Victor JC, Monto AS, Surdina TY, et al. Hepatitis A vaccine versus immune globulin for postexposure prophylaxis. N Engl J Med 2007;357(17):1685-1694.  [PMID:17947390]

Study Design

Randomized controlled trial (double-blinded)

Funding

Industry + govt

Allocation

Unconcealed

Setting

Outpatient (any)

Synopsis

This study, set in Kazakhstan, randomized 4524 patients who had been exposed to hepatitis within the past 14 days to receive either hepatitis A vaccine (VAQTA, Merck) or immune globulin (0.02 mL/kg). Infants younger than 2 years and adults older than 40 years were excluded, as were patients with liver disease or a history of previous hepatitis A infection or immunization. The treating physicians knew which interventions were given, a potential bias although it is unclear how this might have influenced the results. Generally the lack of blinding favors the groups receiving the intervention. Patients were monitored for hepatitis A IgM antibodies 4 weeks and 8 weeks after exposure and were also told to contact the investigators if they developed symptoms.

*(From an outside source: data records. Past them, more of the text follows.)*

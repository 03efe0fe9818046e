//! Symbol table collaborator
//!
//! Scope resolution lives outside this crate; the parser only consults a
//! [`SymbolLookup`] (when one is installed) to note identifiers that are not
//! declared anywhere. The check never fails a parse — unknown identifiers
//! are a semantic concern and are merely logged.

use rustc_hash::FxHashMap;

/// Identifier-validity oracle consulted by the expression parser.
pub trait SymbolLookup {
    fn is_declared(&self, name: &str) -> bool;
}

/// Minimal flat symbol table backed by an `FxHashMap`, mapping names to the
/// declared type keyword. Enough for drivers that pre-register globals and
/// SFR names before parsing.
#[derive(Debug, Default)]
pub struct SymbolTable {
    entries: FxHashMap<String, String>,
}

impl SymbolTable {
    pub fn new() -> Self {
        Self::default()
    }

    pub fn declare(&mut self, name: impl Into<String>, data_type: impl Into<String>) {
        self.entries.insert(name.into(), data_type.into());
    }

    pub fn type_of(&self, name: &str) -> Option<&str> {
        self.entries.get(name).map(String::as_str)
    }

    pub fn len(&self) -> usize {
        self.entries.len()
    }

    pub fn is_empty(&self) -> bool {
        self.entries.is_empty()
    }
}

impl SymbolLookup for SymbolTable {
    fn is_declared(&self, name: &str) -> bool {
        self.entries.contains_key(name)
    }
}

#[cfg(test)]
mod tests {
    use super::*;

    #[test]
    fn test_declare_and_lookup() {
        let mut table = SymbolTable::new();
        table.declare("P0", "sfr");
        table.declare("counter", "int");

        assert!(table.is_declared("P0"));
        assert_eq!(table.type_of("counter"), Some("int"));
        assert!(!table.is_declared("missing"));
    }
}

The primary end point of clinical hepatitis A infection was defined as positive IgM, serum alanine aminiotransferase at least twice the upper limit of normal, and at least one typical sign or symptom of hepatitis. Groups were balanced at the start of the study and the authors reported both per-protocol and modified intention-to-treat analysis. Although 4524 patients were initially randomized, approximately 75% in each group were found to be immune or already have contracted hepatitis A based on their baseline IgM. This left 740 patients in the vaccine group and 674 in the immune globulin group (the modified intention-to-treat analysis groups). Clinical Hepatitis A was diagnosed in 3.5% of those given the vaccine and 2.7% of those given immune globulin (relative risk = 1.32; 95% CI, 0.69 to 2.5). There were no serious adverse events attributed to the immunization or to the immune globulin.